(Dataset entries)
------------------------------------------------

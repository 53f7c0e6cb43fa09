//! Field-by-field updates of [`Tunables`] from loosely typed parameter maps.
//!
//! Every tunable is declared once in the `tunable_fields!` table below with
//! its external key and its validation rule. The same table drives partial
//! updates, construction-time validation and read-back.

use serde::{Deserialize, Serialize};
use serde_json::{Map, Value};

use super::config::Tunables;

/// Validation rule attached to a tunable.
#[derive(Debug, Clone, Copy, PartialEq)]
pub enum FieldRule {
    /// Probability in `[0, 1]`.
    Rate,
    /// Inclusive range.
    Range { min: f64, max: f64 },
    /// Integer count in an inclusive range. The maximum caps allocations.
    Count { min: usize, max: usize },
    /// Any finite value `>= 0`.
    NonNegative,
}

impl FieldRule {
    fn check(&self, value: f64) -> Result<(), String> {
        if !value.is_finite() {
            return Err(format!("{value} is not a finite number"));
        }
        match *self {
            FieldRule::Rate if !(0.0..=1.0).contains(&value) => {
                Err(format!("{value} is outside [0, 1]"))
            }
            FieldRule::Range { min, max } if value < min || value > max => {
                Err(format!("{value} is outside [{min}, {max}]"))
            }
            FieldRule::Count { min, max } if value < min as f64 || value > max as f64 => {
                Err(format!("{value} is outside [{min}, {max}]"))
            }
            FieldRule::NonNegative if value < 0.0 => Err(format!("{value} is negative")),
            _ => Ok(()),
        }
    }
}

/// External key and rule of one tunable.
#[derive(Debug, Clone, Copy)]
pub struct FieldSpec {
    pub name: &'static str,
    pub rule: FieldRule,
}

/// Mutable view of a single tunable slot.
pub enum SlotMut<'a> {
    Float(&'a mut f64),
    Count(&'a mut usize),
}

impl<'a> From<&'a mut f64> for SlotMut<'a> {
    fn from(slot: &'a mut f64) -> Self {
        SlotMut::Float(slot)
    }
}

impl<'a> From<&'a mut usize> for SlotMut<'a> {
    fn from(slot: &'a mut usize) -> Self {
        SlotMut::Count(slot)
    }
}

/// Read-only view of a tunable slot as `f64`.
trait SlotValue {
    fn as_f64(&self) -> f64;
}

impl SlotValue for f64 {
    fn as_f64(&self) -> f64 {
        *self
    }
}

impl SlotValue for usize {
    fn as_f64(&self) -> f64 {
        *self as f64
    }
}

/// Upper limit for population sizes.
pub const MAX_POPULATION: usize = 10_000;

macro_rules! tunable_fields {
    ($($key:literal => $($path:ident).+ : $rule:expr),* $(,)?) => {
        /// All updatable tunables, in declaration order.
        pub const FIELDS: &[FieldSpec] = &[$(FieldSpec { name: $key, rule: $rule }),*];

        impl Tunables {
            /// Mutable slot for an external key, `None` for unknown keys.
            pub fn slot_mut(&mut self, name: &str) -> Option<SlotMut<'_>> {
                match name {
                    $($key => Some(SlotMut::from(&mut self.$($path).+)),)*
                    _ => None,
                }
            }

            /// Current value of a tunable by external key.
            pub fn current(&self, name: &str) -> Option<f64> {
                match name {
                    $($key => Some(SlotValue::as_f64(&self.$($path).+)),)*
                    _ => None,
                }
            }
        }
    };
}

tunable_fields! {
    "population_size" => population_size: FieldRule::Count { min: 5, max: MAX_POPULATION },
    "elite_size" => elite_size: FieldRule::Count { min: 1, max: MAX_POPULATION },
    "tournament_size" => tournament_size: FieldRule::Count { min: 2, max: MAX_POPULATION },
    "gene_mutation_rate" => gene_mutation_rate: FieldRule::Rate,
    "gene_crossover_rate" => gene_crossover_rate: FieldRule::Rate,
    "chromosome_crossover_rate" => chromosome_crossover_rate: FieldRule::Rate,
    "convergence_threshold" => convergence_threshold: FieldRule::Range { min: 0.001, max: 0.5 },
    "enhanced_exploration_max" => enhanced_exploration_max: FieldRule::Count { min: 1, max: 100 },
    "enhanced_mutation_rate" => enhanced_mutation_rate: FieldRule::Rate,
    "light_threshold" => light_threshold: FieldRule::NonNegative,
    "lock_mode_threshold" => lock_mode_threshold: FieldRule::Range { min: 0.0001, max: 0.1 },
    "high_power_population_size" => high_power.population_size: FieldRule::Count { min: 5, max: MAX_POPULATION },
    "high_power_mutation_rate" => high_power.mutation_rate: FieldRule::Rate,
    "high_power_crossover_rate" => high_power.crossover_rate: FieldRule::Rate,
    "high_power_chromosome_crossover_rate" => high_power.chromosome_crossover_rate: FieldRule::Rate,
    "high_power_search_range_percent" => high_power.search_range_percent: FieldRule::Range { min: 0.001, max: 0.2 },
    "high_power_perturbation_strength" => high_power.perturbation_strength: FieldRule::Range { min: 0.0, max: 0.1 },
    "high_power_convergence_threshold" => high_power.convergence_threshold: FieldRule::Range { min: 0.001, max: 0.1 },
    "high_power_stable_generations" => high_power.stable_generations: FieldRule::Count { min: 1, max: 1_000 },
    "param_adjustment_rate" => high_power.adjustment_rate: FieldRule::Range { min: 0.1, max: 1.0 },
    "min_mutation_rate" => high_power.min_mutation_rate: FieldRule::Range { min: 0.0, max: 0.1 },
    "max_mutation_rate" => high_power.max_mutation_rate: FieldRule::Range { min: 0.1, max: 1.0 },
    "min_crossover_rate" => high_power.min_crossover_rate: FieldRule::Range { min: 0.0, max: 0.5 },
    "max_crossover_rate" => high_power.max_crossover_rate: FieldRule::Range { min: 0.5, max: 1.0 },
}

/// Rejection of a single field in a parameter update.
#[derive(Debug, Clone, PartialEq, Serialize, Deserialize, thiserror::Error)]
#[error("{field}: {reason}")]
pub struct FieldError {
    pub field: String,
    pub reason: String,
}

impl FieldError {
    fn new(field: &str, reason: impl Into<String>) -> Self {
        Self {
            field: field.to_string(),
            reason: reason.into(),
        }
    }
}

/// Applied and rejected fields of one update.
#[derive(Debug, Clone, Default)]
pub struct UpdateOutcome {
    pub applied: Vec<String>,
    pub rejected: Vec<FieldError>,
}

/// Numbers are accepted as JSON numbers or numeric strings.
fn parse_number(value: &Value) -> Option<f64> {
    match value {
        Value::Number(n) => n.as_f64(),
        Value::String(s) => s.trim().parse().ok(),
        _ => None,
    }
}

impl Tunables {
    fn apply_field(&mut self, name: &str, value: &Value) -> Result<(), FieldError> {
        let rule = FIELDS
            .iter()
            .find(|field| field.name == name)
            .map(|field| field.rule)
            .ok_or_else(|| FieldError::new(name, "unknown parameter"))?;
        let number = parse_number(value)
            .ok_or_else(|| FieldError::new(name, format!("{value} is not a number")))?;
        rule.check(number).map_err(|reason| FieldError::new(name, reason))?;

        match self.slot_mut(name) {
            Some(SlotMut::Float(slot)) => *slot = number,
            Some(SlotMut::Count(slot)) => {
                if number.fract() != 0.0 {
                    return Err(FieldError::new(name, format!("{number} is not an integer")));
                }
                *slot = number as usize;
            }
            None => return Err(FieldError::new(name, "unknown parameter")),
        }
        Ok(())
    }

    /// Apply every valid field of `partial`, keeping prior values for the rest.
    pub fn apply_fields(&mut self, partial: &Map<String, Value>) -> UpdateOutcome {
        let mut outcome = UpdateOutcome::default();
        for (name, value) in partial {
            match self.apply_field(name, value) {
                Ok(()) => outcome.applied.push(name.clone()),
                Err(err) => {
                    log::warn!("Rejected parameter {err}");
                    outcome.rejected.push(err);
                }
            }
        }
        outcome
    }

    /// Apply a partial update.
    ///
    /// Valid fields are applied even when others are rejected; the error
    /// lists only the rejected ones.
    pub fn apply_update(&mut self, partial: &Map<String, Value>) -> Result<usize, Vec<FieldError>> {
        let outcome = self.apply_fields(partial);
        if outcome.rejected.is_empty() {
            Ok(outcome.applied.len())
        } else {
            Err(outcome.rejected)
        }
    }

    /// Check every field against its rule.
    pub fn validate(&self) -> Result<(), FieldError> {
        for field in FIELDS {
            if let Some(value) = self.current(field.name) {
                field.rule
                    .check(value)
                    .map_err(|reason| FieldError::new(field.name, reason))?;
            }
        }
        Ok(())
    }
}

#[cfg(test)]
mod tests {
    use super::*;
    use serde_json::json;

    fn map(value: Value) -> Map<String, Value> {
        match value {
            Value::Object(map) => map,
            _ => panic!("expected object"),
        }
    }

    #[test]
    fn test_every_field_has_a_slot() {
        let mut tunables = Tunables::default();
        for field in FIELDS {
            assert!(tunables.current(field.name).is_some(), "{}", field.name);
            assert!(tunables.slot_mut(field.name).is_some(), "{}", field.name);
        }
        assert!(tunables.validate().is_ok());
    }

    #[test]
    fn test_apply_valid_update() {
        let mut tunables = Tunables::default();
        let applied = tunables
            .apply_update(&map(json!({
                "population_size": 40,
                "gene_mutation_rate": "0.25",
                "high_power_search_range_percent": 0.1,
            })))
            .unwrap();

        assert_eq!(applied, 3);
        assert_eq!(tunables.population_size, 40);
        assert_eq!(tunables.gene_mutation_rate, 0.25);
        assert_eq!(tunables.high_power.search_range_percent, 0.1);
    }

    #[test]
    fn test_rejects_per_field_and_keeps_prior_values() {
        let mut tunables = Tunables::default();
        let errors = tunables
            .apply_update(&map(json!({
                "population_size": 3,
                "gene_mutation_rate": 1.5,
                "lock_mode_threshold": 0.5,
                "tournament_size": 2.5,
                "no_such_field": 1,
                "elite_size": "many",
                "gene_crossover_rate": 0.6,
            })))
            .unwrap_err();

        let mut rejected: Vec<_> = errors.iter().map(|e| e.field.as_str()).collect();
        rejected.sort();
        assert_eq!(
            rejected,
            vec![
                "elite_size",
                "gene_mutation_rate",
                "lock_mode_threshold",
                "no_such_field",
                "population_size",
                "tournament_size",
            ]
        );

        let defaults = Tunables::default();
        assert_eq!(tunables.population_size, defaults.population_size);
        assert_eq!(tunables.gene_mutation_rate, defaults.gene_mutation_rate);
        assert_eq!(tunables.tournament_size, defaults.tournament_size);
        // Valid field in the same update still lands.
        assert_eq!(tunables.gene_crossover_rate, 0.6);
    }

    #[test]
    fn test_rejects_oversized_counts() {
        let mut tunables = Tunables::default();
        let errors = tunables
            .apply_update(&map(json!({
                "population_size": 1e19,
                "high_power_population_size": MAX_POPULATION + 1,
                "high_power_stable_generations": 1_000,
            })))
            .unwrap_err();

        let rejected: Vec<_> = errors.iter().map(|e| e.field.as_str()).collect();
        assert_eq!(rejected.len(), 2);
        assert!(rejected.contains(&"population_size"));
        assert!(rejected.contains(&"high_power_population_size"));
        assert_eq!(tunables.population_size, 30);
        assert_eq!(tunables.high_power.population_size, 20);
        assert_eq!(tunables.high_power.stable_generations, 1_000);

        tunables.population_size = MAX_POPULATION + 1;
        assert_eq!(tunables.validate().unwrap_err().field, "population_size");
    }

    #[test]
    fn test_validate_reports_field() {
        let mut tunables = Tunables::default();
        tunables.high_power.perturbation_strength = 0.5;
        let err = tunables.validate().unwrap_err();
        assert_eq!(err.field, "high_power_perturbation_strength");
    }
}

------------------------------------------------

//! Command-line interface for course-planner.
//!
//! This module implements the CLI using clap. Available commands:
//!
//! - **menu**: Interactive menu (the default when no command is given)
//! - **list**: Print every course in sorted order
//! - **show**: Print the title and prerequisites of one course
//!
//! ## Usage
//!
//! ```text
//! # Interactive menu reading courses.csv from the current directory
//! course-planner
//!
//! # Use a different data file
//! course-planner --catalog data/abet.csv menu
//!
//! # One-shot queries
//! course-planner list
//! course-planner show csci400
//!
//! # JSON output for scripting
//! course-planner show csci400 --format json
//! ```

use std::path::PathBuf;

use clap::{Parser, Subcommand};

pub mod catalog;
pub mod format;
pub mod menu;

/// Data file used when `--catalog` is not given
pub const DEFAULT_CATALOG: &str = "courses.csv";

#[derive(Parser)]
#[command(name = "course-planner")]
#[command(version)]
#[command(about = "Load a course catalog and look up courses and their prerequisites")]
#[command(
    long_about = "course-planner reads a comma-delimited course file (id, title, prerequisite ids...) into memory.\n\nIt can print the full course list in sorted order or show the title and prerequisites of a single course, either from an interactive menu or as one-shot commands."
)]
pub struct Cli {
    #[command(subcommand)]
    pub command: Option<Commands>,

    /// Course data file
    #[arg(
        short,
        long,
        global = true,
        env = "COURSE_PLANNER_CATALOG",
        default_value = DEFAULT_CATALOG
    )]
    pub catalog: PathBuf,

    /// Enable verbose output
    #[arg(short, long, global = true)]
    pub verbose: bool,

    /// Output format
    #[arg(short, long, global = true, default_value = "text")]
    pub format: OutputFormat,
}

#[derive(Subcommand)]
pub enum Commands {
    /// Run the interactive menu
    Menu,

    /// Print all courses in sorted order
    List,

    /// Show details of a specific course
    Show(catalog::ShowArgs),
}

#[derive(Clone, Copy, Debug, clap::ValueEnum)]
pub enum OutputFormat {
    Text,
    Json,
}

------------------------------------------------

Task to complete: Exactly one number is the answer: how many lines of the entries contain the string "push".

Response to the exercise: 2